EXERCISE DESCRIPTION:
Report each line of the records below that uses the word "struct".

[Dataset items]

****************

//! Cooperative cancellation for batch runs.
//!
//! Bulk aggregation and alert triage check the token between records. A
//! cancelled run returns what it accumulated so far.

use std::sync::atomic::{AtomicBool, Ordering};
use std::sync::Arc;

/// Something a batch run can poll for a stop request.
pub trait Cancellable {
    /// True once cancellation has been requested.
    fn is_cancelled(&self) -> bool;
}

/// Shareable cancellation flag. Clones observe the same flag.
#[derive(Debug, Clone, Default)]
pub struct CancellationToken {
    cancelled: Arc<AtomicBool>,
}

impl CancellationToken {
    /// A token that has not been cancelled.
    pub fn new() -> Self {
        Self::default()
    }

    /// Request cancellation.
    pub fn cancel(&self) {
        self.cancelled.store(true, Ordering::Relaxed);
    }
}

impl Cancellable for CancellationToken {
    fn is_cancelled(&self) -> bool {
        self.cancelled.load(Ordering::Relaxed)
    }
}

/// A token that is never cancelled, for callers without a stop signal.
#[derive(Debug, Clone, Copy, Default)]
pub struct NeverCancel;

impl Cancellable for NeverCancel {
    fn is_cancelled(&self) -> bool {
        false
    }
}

****************

REPLY:
pub struct CancellationToken {
pub struct NeverCancel;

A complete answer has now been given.